_WORK ORDER_
The entries are to be repeated verbatim, with nothing left out.

(Stored data)
== Segment start ==

//! Rule matching.

use chrono::{DateTime, Utc};
use orderhub_types::{MarkupQuote, MarkupRequest, PriceMarkup};

use crate::markup_amount;

/// A bound dimension matches only an equal value; an unbound one matches anything.
fn dimension_matches(bound: Option<u64>, requested: Option<u64>) -> bool {
	match bound {
		None => true,
		Some(id) => requested == Some(id),
	}
}

/// Whether `rule` applies to `request`, ignoring effectiveness.
pub fn matches(rule: &PriceMarkup, request: &MarkupRequest) -> bool {
	dimension_matches(rule.store_id, request.store_id)
		&& dimension_matches(rule.supplier_id, request.supplier_id)
		&& dimension_matches(rule.category_id, request.category_id)
		&& dimension_matches(rule.material_id, request.material_id)
}

/// Applies the first effective matching rule from `sorted_rules`.
///
/// `sorted_rules` must already be in precedence order (see `RuleSet`).
/// No match yields a zero markup, never an error.
pub fn resolve(
	sorted_rules: &[PriceMarkup],
	request: &MarkupRequest,
	now: DateTime<Utc>,
) -> MarkupQuote {
	let Some(rule) = sorted_rules
		.iter()
		.find(|rule| rule.is_effective_at(now) && matches(rule, request))
	else {
		return MarkupQuote::unmarked(request.original_price);
	};

	let markup = markup_amount(rule, request.original_price);
	MarkupQuote {
		original_price: request.original_price,
		markup_amount: markup,
		final_price: request.original_price + markup,
		rule_id: Some(rule.id),
		rule_name: Some(rule.name.clone()),
	}
}

#[cfg(test)]
mod tests {
	use crate::test_support::*;
	use crate::RuleSet;
	use chrono::Duration;
	use orderhub_types::{MarkupKind, MarkupRequest};
	use rust_decimal::Decimal;

	fn request() -> MarkupRequest {
		MarkupRequest {
			store_id: Some(1),
			supplier_id: Some(2),
			category_id: Some(3),
			material_id: Some(4),
			original_price: Decimal::new(10000, 2),
		}
	}

	#[test]
	fn test_material_rule_beats_store_rule_in_any_order() {
		let mut store_pct = rule(1, MarkupKind::Percentage, Decimal::new(5, 2));
		store_pct.store_id = Some(1);
		let mut material_fixed = rule(2, MarkupKind::Fixed, Decimal::new(2, 0));
		material_fixed.material_id = Some(4);
		// Newer store rule must still lose.
		store_pct.created_at = epoch() + Duration::days(1);

		let forward = RuleSet::new(vec![scoped(store_pct.clone()), scoped(material_fixed.clone())]);
		let backward = RuleSet::new(vec![scoped(material_fixed), scoped(store_pct)]);

		let a = forward.quote(&request(), epoch());
		let b = backward.quote(&request(), epoch());
		assert_eq!(a, b);
		assert_eq!(a.markup_amount, Decimal::new(200, 2));
		assert_eq!(a.rule_id, Some(2));
		assert_eq!(a.final_price, Decimal::new(10200, 2));
	}

	#[test]
	fn test_ties_broken_by_priority_then_recency() {
		let mut low = rule(1, MarkupKind::Fixed, Decimal::ONE);
		low.priority = 1;
		let mut high = rule(2, MarkupKind::Fixed, Decimal::TWO);
		high.priority = 5;
		let set = RuleSet::new(vec![scoped(low.clone()), scoped(high)]);
		assert_eq!(set.quote(&request(), epoch()).rule_id, Some(2));

		let mut older = rule(3, MarkupKind::Fixed, Decimal::ONE);
		older.created_at = epoch() - Duration::days(2);
		let newer = rule(4, MarkupKind::Fixed, Decimal::TWO);
		let set = RuleSet::new(vec![scoped(newer), scoped(older)]);
		assert_eq!(set.quote(&request(), epoch()).rule_id, Some(4));
	}

	#[test]
	fn test_bound_dimension_requires_value() {
		let mut category = rule(1, MarkupKind::Fixed, Decimal::ONE);
		category.category_id = Some(3);
		let set = RuleSet::new(vec![scoped(category)]);

		let mut without_category = request();
		without_category.category_id = None;
		let quote = set.quote(&without_category, epoch());
		assert_eq!(quote.markup_amount, Decimal::ZERO);
		assert_eq!(quote.final_price, quote.original_price);
		assert_eq!(quote.rule_id, None);
	}

	#[test]
	fn test_inactive_and_out_of_window_rules_skipped() {
		let mut inactive = rule(1, MarkupKind::Fixed, Decimal::new(9, 0));
		inactive.material_id = Some(4);
		inactive.is_active = false;

		let mut expired = rule(2, MarkupKind::Fixed, Decimal::new(8, 0));
		expired.category_id = Some(3);
		expired.end_time = Some(epoch() - Duration::seconds(1));

		let fallback = rule(3, MarkupKind::Fixed, Decimal::ONE);

		let set = RuleSet::new(vec![scoped(inactive), scoped(expired), scoped(fallback)]);
		let quote = set.quote(&request(), epoch());
		assert_eq!(quote.rule_id, Some(3));
		assert_eq!(quote.markup_amount, Decimal::ONE.round_dp(2));
	}

	#[test]
	fn test_resolution_is_deterministic() {
		let mut pct = rule(1, MarkupKind::Percentage, Decimal::new(333, 4));
		pct.supplier_id = Some(2);
		let set = RuleSet::new(vec![scoped(pct)]);
		let first = set.quote(&request(), epoch());
		let second = set.quote(&request(), epoch());
		assert_eq!(first, second);
		assert_eq!(first.markup_amount, Decimal::new(333, 2));
	}
}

== Segment end ==

_ANSWER SECTION_
//! Rule matching.

use chrono::{DateTime, Utc};
use orderhub_types::{MarkupQuote, MarkupRequest, PriceMarkup};

use crate::markup_amount;

/// A bound dimension matches only an equal value; an unbound one matches anything.
fn dimension_matches(bound: Option<u64>, requested: Option<u64>) -> bool {
	match bound {
		None => true,
		Some(id) => requested == Some(id),
	}
}

/// Whether `rule` applies to `request`, ignoring effectiveness.
pub fn matches(rule: &PriceMarkup, request: &MarkupRequest) -> bool {
	dimension_matches(rule.store_id, request.store_id)
		&& dimension_matches(rule.supplier_id, request.supplier_id)
		&& dimension_matches(rule.category_id, request.category_id)
		&& dimension_matches(rule.material_id, request.material_id)
}

/// Applies the first effective matching rule from `sorted_rules`.
///
/// `sorted_rules` must already be in precedence order (see `RuleSet`).
/// No match yields a zero markup, never an error.
pub fn resolve(
	sorted_rules: &[PriceMarkup],
	request: &MarkupRequest,
	now: DateTime<Utc>,
) -> MarkupQuote {
	let Some(rule) = sorted_rules
		.iter()
		.find(|rule| rule.is_effective_at(now) && matches(rule, request))
	else {
		return MarkupQuote::unmarked(request.original_price);
	};

	let markup = markup_amount(rule, request.original_price);
	MarkupQuote {
		original_price: request.original_price,
		markup_amount: markup,
		final_price: request.original_price + markup,
		rule_id: Some(rule.id),
		rule_name: Some(rule.name.clone()),
	}
}

#[cfg(test)]
mod tests {
	use crate::test_support::*;
	use crate::RuleSet;
	use chrono::Duration;
	use orderhub_types::{MarkupKind, MarkupRequest};
	use rust_decimal::Decimal;

	fn request() -> MarkupRequest {
		MarkupRequest {
			store_id: Some(1),
			supplier_id: Some(2),
			category_id: Some(3),
			material_id: Some(4),
			original_price: Decimal::new(10000, 2),
		}
	}

	#[test]
	fn test_material_rule_beats_store_rule_in_any_order() {
		let mut store_pct = rule(1, MarkupKind::Percentage, Decimal::new(5, 2));
		store_pct.store_id = Some(1);
		let mut material_fixed = rule(2, MarkupKind::Fixed, Decimal::new(2, 0));
		material_fixed.material_id = Some(4);
		// Newer store rule must still lose.
		store_pct.created_at = epoch() + Duration::days(1);

		let forward = RuleSet::new(vec![scoped(store_pct.clone()), scoped(material_fixed.clone())]);
		let backward = RuleSet::new(vec![scoped(material_fixed), scoped(store_pct)]);

		let a = forward.quote(&request(), epoch());
		let b = backward.quote(&request(), epoch());
		assert_eq!(a, b);
		assert_eq!(a.markup_amount, Decimal::new(200, 2));
		assert_eq!(a.rule_id, Some(2));
		assert_eq!(a.final_price, Decimal::new(10200, 2));
	}

	#[test]
	fn test_ties_broken_by_priority_then_recency() {
		let mut low = rule(1, MarkupKind::Fixed, Decimal::ONE);
		low.priority = 1;
		let mut high = rule(2, MarkupKind::Fixed, Decimal::TWO);
		high.priority = 5;
		let set = RuleSet::new(vec![scoped(low.clone()), scoped(high)]);
		assert_eq!(set.quote(&request(), epoch()).rule_id, Some(2));

		let mut older = rule(3, MarkupKind::Fixed, Decimal::ONE);
		older.created_at = epoch() - Duration::days(2);
		let newer = rule(4, MarkupKind::Fixed, Decimal::TWO);
		let set = RuleSet::new(vec![scoped(newer), scoped(older)]);
		assert_eq!(set.quote(&request(), epoch()).rule_id, Some(4));
	}

	#[test]
	fn test_bound_dimension_requires_value() {
		let mut category = rule(1, MarkupKind::Fixed, Decimal::ONE);
		category.category_id = Some(3);
		let set = RuleSet::new(vec![scoped(category)]);

		let mut without_category = request();
		without_category.category_id = None;
		let quote = set.quote(&without_category, epoch());
		assert_eq!(quote.markup_amount, Decimal::ZERO);
		assert_eq!(quote.final_price, quote.original_price);
		assert_eq!(quote.rule_id, None);
	}

	#[test]
	fn test_inactive_and_out_of_window_rules_skipped() {
		let mut inactive = rule(1, MarkupKind::Fixed, Decimal::new(9, 0));
		inactive.material_id = Some(4);
		inactive.is_active = false;

		let mut expired = rule(2, MarkupKind::Fixed, Decimal::new(8, 0));
		expired.category_id = Some(3);
		expired.end_time = Some(epoch() - Duration::seconds(1));

		let fallback = rule(3, MarkupKind::Fixed, Decimal::ONE);

		let set = RuleSet::new(vec![scoped(inactive), scoped(expired), scoped(fallback)]);
		let quote = set.quote(&request(), epoch());
		assert_eq!(quote.rule_id, Some(3));
		assert_eq!(quote.markup_amount, Decimal::ONE.round_dp(2));
	}

	#[test]
	fn test_resolution_is_deterministic() {
		let mut pct = rule(1, MarkupKind::Percentage, Decimal::new(333, 4));
		pct.supplier_id = Some(2);
		let set = RuleSet::new(vec![scoped(pct)]);
		let first = set.quote(&request(), epoch());
		let second = set.quote(&request(), epoch());
		assert_eq!(first, second);
		assert_eq!(first.markup_amount, Decimal::new(333, 2));
	}
}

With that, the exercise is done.